Чарльза на месте не оказалось, он ушел с визитом к какому-то больному. Я попросил передать ему, что он мне срочно нужен. Затем вышел и взял такси. Мимо, в морозном свете утра пронеслись пустынный парк, Эгзибишн-роуд, огни витрин у Саут-Кенсингтон Стейшн. Дважды меня чуть не вырвало от запаха кожи в машине. Моя боль, казалось, отодвинулась куда-то далеко; однако смутно, глухо я ощущал, что горе и раскаяние грызут меня, вызывая чувство невозвратимой утраты, переворачивая все внутри. И в то же время я испытывал эгоистичный и совершенно подлый страх. Я боялся, что ее самоубийство повредит мне; я старался не думать о том, как именно оно может повредить, но суеверный страх, смешанный с угрызениями совести, не оставлял меня ни на минуту.
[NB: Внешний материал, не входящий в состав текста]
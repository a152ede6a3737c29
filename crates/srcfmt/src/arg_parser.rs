use anyhow::bail;
use anyhow::Result;
use clap::ArgMatches;
use thiserror::Error;

use crate::utils::LogLevel;

pub struct CliArgs {
  pub sub_command: SubCommand,
  pub log_level: LogLevel,
  pub config: Option<String>,
  pub overrides: ConfigOverrides,
}

impl CliArgs {
  pub fn is_stdout_machine_readable(&self) -> bool {
    // these output text that's read from stdout
    matches!(self.sub_command, SubCommand::OutputFilePaths | SubCommand::OutputResolvedConfig)
  }

  fn new_with_sub_command(sub_command: SubCommand) -> CliArgs {
    CliArgs {
      sub_command,
      log_level: LogLevel::Info,
      config: None,
      overrides: Default::default(),
    }
  }
}

#[derive(Debug, PartialEq, Eq)]
pub enum SubCommand {
  Check(CheckSubCommand),
  Fmt(FmtSubCommand),
  Init,
  OutputFilePaths,
  OutputResolvedConfig,
  Version,
  Help(String),
}

#[derive(Debug, PartialEq, Eq)]
pub struct CheckSubCommand {
  pub diff: bool,
}

#[derive(Debug, PartialEq, Eq)]
pub struct FmtSubCommand {
  pub diff: bool,
}

/// Command line values that take precedence over the configuration file.
#[derive(Debug, Default, Clone, PartialEq, Eq)]
pub struct ConfigOverrides {
  pub include_stale: bool,
  pub style: Option<String>,
  pub skip: bool,
  pub no_main: bool,
  pub no_test: bool,
  pub filter_modified: bool,
  pub fix_imports: bool,
  pub max_line_length: Option<String>,
  pub fail_fast: bool,
  pub timeout_secs: Option<String>,
}

#[derive(Debug, Error)]
#[error(transparent)]
pub struct ParseArgsError(#[from] anyhow::Error);

pub fn parse_args(args: Vec<String>) -> Result<CliArgs, ParseArgsError> {
  inner_parse_args(args).map_err(ParseArgsError)
}

fn inner_parse_args(args: Vec<String>) -> Result<CliArgs> {
  // clap's default help output isn't laid out the way this should be
  if args.len() == 1 || (args.len() == 2 && (args[1] == "help" || args[1] == "--help")) {
    let mut cli_parser = create_cli_parser(CliArgParserKind::ForOutputtingMainHelp);
    cli_parser.try_get_matches_from_mut(vec![""])?;
    let help_text = format!("{}", cli_parser.render_help());
    return Ok(CliArgs::new_with_sub_command(SubCommand::Help(help_text)));
  } else if args.len() == 2 && (args[1] == "-v" || args[1] == "-V" || args[1] == "--version") {
    return Ok(CliArgs::new_with_sub_command(SubCommand::Version));
  }

  let cli_parser = create_cli_parser(CliArgParserKind::Default);
  let matches = cli_parser.try_get_matches_from(&args)?;

  let Some((sub_command_name, sub_matches)) = matches.subcommand() else {
    bail!("A subcommand is required.");
  };
  let sub_command = match sub_command_name {
    "fmt" => SubCommand::Fmt(FmtSubCommand {
      diff: sub_matches.get_flag("diff"),
    }),
    "check" => SubCommand::Check(CheckSubCommand {
      diff: sub_matches.get_flag("diff"),
    }),
    "init" => SubCommand::Init,
    "output-file-paths" => SubCommand::OutputFilePaths,
    "output-resolved-config" => SubCommand::OutputResolvedConfig,
    "version" => SubCommand::Version,
    name => bail!("Unknown subcommand: {}", name),
  };

  let log_level = if matches.get_flag("verbose") {
    LogLevel::Debug
  } else {
    match matches.get_one::<String>("log-level") {
      Some(log_level) => log_level.parse()?,
      None => LogLevel::Info,
    }
  };

  Ok(CliArgs {
    sub_command,
    log_level,
    config: matches.get_one::<String>("config").map(String::from),
    overrides: parse_config_overrides(sub_matches),
  })
}

fn parse_config_overrides(matches: &ArgMatches) -> ConfigOverrides {
  let get_flag = |name: &str| matches.try_get_one::<bool>(name).ok().flatten().copied().unwrap_or(false);
  let get_string = |name: &str| matches.try_get_one::<String>(name).ok().flatten().map(String::from);
  ConfigOverrides {
    include_stale: get_flag("include-stale"),
    style: get_string("style"),
    skip: get_flag("skip"),
    no_main: get_flag("no-main"),
    no_test: get_flag("no-test"),
    filter_modified: get_flag("modified"),
    fix_imports: get_flag("fix-imports"),
    max_line_length: get_string("max-line-length"),
    fail_fast: get_flag("fail-fast"),
    timeout_secs: get_string("timeout"),
  }
}

#[derive(Default, PartialEq, Eq)]
pub enum CliArgParserKind {
  ForOutputtingMainHelp,
  #[default]
  Default,
}

pub fn create_cli_parser(kind: CliArgParserKind) -> clap::Command {
  use clap::Arg;
  use clap::Command;

  let mut app = Command::new("srcfmt");

  app = if kind == CliArgParserKind::ForOutputtingMainHelp {
    app.disable_help_subcommand(true).disable_version_flag(true).disable_help_flag(true)
  } else {
    app.subcommand_required(true)
  };

  app
    .bin_name("srcfmt")
    .version(env!("CARGO_PKG_VERSION"))
    .about("Reformats the source files of a build project, or checks that they are formatted.")
    .override_usage("srcfmt <SUBCOMMAND> [OPTIONS]")
    .help_template(r#"{bin} {version}

{about}

USAGE:
    {usage}

SUBCOMMANDS:
{subcommands}

More details at `srcfmt help <SUBCOMMAND>`

OPTIONS:
{options}

ENVIRONMENT VARIABLES:
  SRCFMT_MAX_THREADS  Limit the number of threads srcfmt uses for
                      formatting (ex. SRCFMT_MAX_THREADS=4).{after-help}"#)
    .after_help(
            r#"GETTING STARTED:
  1. Navigate to the root directory of a project.
  2. Run `srcfmt init` to create a srcfmt.json file in that directory.
  3. Modify configuration file if necessary.
  4. Run `srcfmt fmt` or `srcfmt check`.

EXAMPLES:
  Reformat the source files changed since the last build:

    srcfmt fmt

  Reformat every source file:

    srcfmt fmt --include-stale

  Check the files reported as modified by git:

    srcfmt check --include-stale --modified"#,
    )
    .subcommand(
      Command::new("init")
        .about("Initializes a configuration file in the current directory.")
    )
    .subcommand(
      Command::new("fmt")
        .about("Formats the source files and writes the result to the file system.")
        .add_config_override_args()
        .arg(
          Arg::new("diff")
            .long("diff")
            .help("Outputs a check-like diff of every formatted file.")
            .num_args(0)
            .required(false)
        )
    )
    .subcommand(
      Command::new("check")
        .about("Checks for any files that haven't been formatted.")
        .add_config_override_args()
        .arg(
          Arg::new("diff")
            .long("diff")
            .help("Outputs a diff of every file that isn't formatted.")
            .num_args(0)
            .required(false)
        )
    )
    .subcommand(
      Command::new("output-file-paths")
        .about("Prints the paths of the files that would be formatted based on the args and configuration.")
        .add_config_override_args()
    )
    .subcommand(
      Command::new("output-resolved-config")
        .about("Prints the resolved configuration based on the args and configuration file.")
        .add_config_override_args()
    )
    .subcommand(
      Command::new("version")
        .about("Outputs the version.")
    )
    .arg(
      Arg::new("config")
        .long("config")
        .short('c')
        .help("Path to JSON configuration file. Defaults to srcfmt.json(c) or .srcfmt.json(c) in the current directory when not provided.")
        .global(true)
        .num_args(1)
    )
    .arg(
      Arg::new("log-level")
        .long("log-level")
        .help("Set the log level.")
        .value_parser(LogLevel::VALUES)
        .global(true)
        .num_args(1)
    )
    .arg(
      Arg::new("verbose")
        .long("verbose")
        .help("Prints additional diagnostic information. Same as --log-level=debug.")
        .global(true)
        .num_args(0)
    )
}

trait ClapExtensions {
  fn add_config_override_args(self) -> Self;
}

impl ClapExtensions for clap::Command {
  fn add_config_override_args(self) -> Self {
    use clap::Arg;
    use clap::ArgAction;
    self
      .arg(
        Arg::new("include-stale")
          .long("include-stale")
          .help("Includes every source file rather than only the ones changed since the last build.")
          .action(ArgAction::SetTrue),
      )
      .arg(
        Arg::new("style")
          .long("style")
          .help("The style to format with.")
          .value_parser(["google", "aosp"])
          .num_args(1),
      )
      .arg(
        Arg::new("skip")
          .long("skip")
          .help("Skips reformatting entirely.")
          .action(ArgAction::SetTrue),
      )
      .arg(
        Arg::new("no-main")
          .long("no-main")
          .help("Excludes the main source directory.")
          .action(ArgAction::SetTrue),
      )
      .arg(
        Arg::new("no-test")
          .long("no-test")
          .help("Excludes the test source directory.")
          .action(ArgAction::SetTrue),
      )
      .arg(
        Arg::new("modified")
          .long("modified")
          .help("Only includes files the source control system reports as modified.")
          .action(ArgAction::SetTrue),
      )
      .arg(
        Arg::new("fix-imports")
          .long("fix-imports")
          .help("Removes unused imports and sorts the remaining ones.")
          .action(ArgAction::SetTrue),
      )
      .arg(
        Arg::new("max-line-length")
          .long("max-line-length")
          .value_name("number")
          .help("The line width at which the formatter will try to wrap.")
          .num_args(1),
      )
      .arg(
        Arg::new("fail-fast")
          .long("fail-fast")
          .help("Stops formatting further files after the first error.")
          .action(ArgAction::SetTrue),
      )
      .arg(
        Arg::new("timeout")
          .long("timeout")
          .value_name("seconds")
          .help("Maximum number of seconds to spend formatting a single file.")
          .num_args(1),
      )
  }
}

#[cfg(test)]
mod test {
  use pretty_assertions::assert_eq;

  use super::*;

  #[test]
  fn version_flag() {
    assert_version(vec!["-v"]);
    assert_version(vec!["-V"]);
    assert_version(vec!["--version"]);
    assert_version(vec!["version"]);
  }

  fn assert_version(args: Vec<&str>) {
    let args = test_args(args).unwrap();
    assert_eq!(args.sub_command, SubCommand::Version);
  }

  #[test]
  fn help_when_no_args() {
    let args = test_args(vec![]).unwrap();
    let SubCommand::Help(text) = args.sub_command else {
      panic!("Expected help.");
    };
    assert!(text.starts_with("srcfmt "));
    assert!(text.contains("GETTING STARTED:"));
  }

  #[test]
  fn fmt_and_check_diff() {
    assert_eq!(test_args(vec!["fmt"]).unwrap().sub_command, SubCommand::Fmt(FmtSubCommand { diff: false }));
    assert_eq!(test_args(vec!["fmt", "--diff"]).unwrap().sub_command, SubCommand::Fmt(FmtSubCommand { diff: true }));
    assert_eq!(
      test_args(vec!["check", "--diff"]).unwrap().sub_command,
      SubCommand::Check(CheckSubCommand { diff: true })
    );
  }

  #[test]
  fn config_overrides() {
    let args = test_args(vec![
      "check",
      "--include-stale",
      "--style",
      "aosp",
      "--no-test",
      "--modified",
      "--fix-imports",
      "--max-line-length",
      "120",
      "--fail-fast",
      "--timeout",
      "5",
    ])
    .unwrap();
    assert_eq!(
      args.overrides,
      ConfigOverrides {
        include_stale: true,
        style: Some("aosp".to_string()),
        skip: false,
        no_main: false,
        no_test: true,
        filter_modified: true,
        fix_imports: true,
        max_line_length: Some("120".to_string()),
        fail_fast: true,
        timeout_secs: Some("5".to_string()),
      }
    );
  }

  #[test]
  fn global_args() {
    let args = test_args(vec!["fmt", "--config", "other.json", "--verbose"]).unwrap();
    assert_eq!(args.config, Some("other.json".to_string()));
    assert_eq!(args.log_level, LogLevel::Debug);
    let args = test_args(vec!["--log-level", "silent", "output-file-paths"]).unwrap();
    assert_eq!(args.log_level, LogLevel::Silent);
    assert_eq!(args.sub_command, SubCommand::OutputFilePaths);
    assert!(args.is_stdout_machine_readable());
  }

  #[test]
  fn invalid_style() {
    assert!(test_args(vec!["fmt", "--style", "eclipse"]).is_err());
  }

  fn test_args(args: Vec<&str>) -> Result<CliArgs, ParseArgsError> {
    let mut args: Vec<String> = args.into_iter().map(String::from).collect();
    args.insert(0, "".to_string());
    parse_args(args)
  }
}
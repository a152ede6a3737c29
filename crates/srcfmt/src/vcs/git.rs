use anyhow::bail;
use anyhow::Context;
use anyhow::Result;
use std::path::Path;
use std::path::PathBuf;
use std::process::Command;

use super::RepositoryHandle;
use super::ScmConnection;
use super::VcsClient;

/// Queries a git working tree with the `git` executable found on the path.
#[derive(Debug, Default, Clone, Copy)]
pub struct GitVcsClient;

impl VcsClient for GitVcsClient {
  fn supported_providers(&self) -> &[&str] {
    &["git"]
  }

  fn resolve_repository(&self, connection: &ScmConnection, base_dir: &Path) -> Result<RepositoryHandle> {
    let output = run_git(base_dir, &["rev-parse", "--show-toplevel"])?;
    let root = String::from_utf8(output).context("The git repository root was not valid UTF-8.")?;
    Ok(RepositoryHandle {
      provider: connection.provider.clone(),
      root: PathBuf::from(root.trim_end_matches(['\r', '\n'])),
    })
  }

  fn status(&self, _repository: &RepositoryHandle, working_tree_root: &Path) -> Result<Vec<PathBuf>> {
    let output = run_git(working_tree_root, &["status", "--porcelain=v1", "-z", "--untracked-files=all"])?;
    Ok(parse_porcelain_status(&output))
  }
}

fn run_git(dir: &Path, args: &[&str]) -> Result<Vec<u8>> {
  let git_path = which::which("git").context("Could not find the git executable on the path.")?;
  let output = Command::new(git_path)
    .args(args)
    .current_dir(dir)
    .output()
    .with_context(|| format!("Error running `git {}` in {}.", args.join(" "), dir.display()))?;
  if !output.status.success() {
    bail!(
      "`git {}` failed in {}. {}",
      args.join(" "),
      dir.display(),
      String::from_utf8_lossy(&output.stderr).trim()
    );
  }
  Ok(output.stdout)
}

/// Parses the output of `git status --porcelain=v1 -z`.
///
/// Renamed and copied entries only contribute their destination path.
pub fn parse_porcelain_status(output: &[u8]) -> Vec<PathBuf> {
  let text = String::from_utf8_lossy(output);
  let mut entries = text.split('\0').filter(|entry| !entry.is_empty());
  let mut paths = Vec::new();
  while let Some(entry) = entries.next() {
    // "XY path"
    if entry.len() < 4 || !entry.is_char_boundary(3) {
      continue;
    }
    let status = &entry[..2];
    let path = &entry[3..];
    if status.contains('R') || status.contains('C') {
      // the next entry is the source path
      entries.next();
    }
    if status == "!!" {
      continue;
    }
    paths.push(PathBuf::from(path));
  }
  paths
}

#[cfg(test)]
mod test {
  use pretty_assertions::assert_eq;

  use super::*;

  #[test]
  fn should_parse_status_entries() {
    let output = b" M src/main/java/A.java\0?? src/main/java/New.java\0R  src/main/java/To.java\0src/main/java/From.java\0D  src/main/java/Gone.java\0!! target/x.class\0";
    assert_eq!(
      parse_porcelain_status(output),
      vec![
        PathBuf::from("src/main/java/A.java"),
        PathBuf::from("src/main/java/New.java"),
        PathBuf::from("src/main/java/To.java"),
        PathBuf::from("src/main/java/Gone.java"),
      ]
    );
  }

  #[test]
  fn should_parse_empty_status() {
    assert_eq!(parse_porcelain_status(b""), Vec::<PathBuf>::new());
  }

  #[test]
  fn should_read_status_of_real_repository() {
    if which::which("git").is_err() {
      return;
    }
    let temp_dir = tempfile::tempdir().unwrap();
    let repo_dir = dunce::canonicalize(temp_dir.path()).unwrap();
    run_git(&repo_dir, &["init", "--quiet"]).unwrap();
    std::fs::create_dir_all(repo_dir.join("src")).unwrap();
    std::fs::write(repo_dir.join("src/A.java"), "class A {}\n").unwrap();

    let client = GitVcsClient;
    let connection = ScmConnection::parse("scm:git:https://example.com/repo.git").unwrap();
    let repository = client.resolve_repository(&connection, &repo_dir.join("src")).unwrap();
    assert_eq!(dunce::canonicalize(&repository.root).unwrap(), repo_dir);
    assert_eq!(client.status(&repository, &repository.root).unwrap(), vec![PathBuf::from("src/A.java")]);
  }
}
Это был острый, рассудочный и эгоистичный страх.
В прихожей меня встретила миссис Уилсон. У нее были красные глаза, она мяла в руках платок и попеременно прикладывала его то к одному, то к другому глазу. Но в поведении ее чувствовалось жадное любопытство человека, столкнувшегося с чужим несчастьем.
– Она не в спальне, мистер Элиот, – прошептала экономка. – Она сделала это в бывшей гостиной.
Случайно или намеренно Шейла выбрала эту комнату?
– Она оставила какие-нибудь письма? – тоже почти шепотом спросил я.
– Я ничего не нашла. Я, конечно, посмотрела вокруг, но не заметила в комнате и клочка бумаги. Я понесла ей чай, мистер Элиот, постучала в дверь спальни, никто не ответил, я вошла, но там никого не было…
Хотя миссис Уилсон хотела идти со мной, я поднялся наверх один. Занавески в бывшей гостиной были задернуты не знаю кем, – быть может, это сделала перед самым моим приходом миссис Уилсон. В комнате царил полумрак, и меня охватил страх, уже знакомый мне: я испытал его в детстве, когда вошел в комнату, где лежал мой умерший дед. Прежде чем взглянуть на Шейлу, я раздвинул занавески; в комнату проник свинцовый свет пасмурного утра. Наконец я заставил себя посмотреть на диван.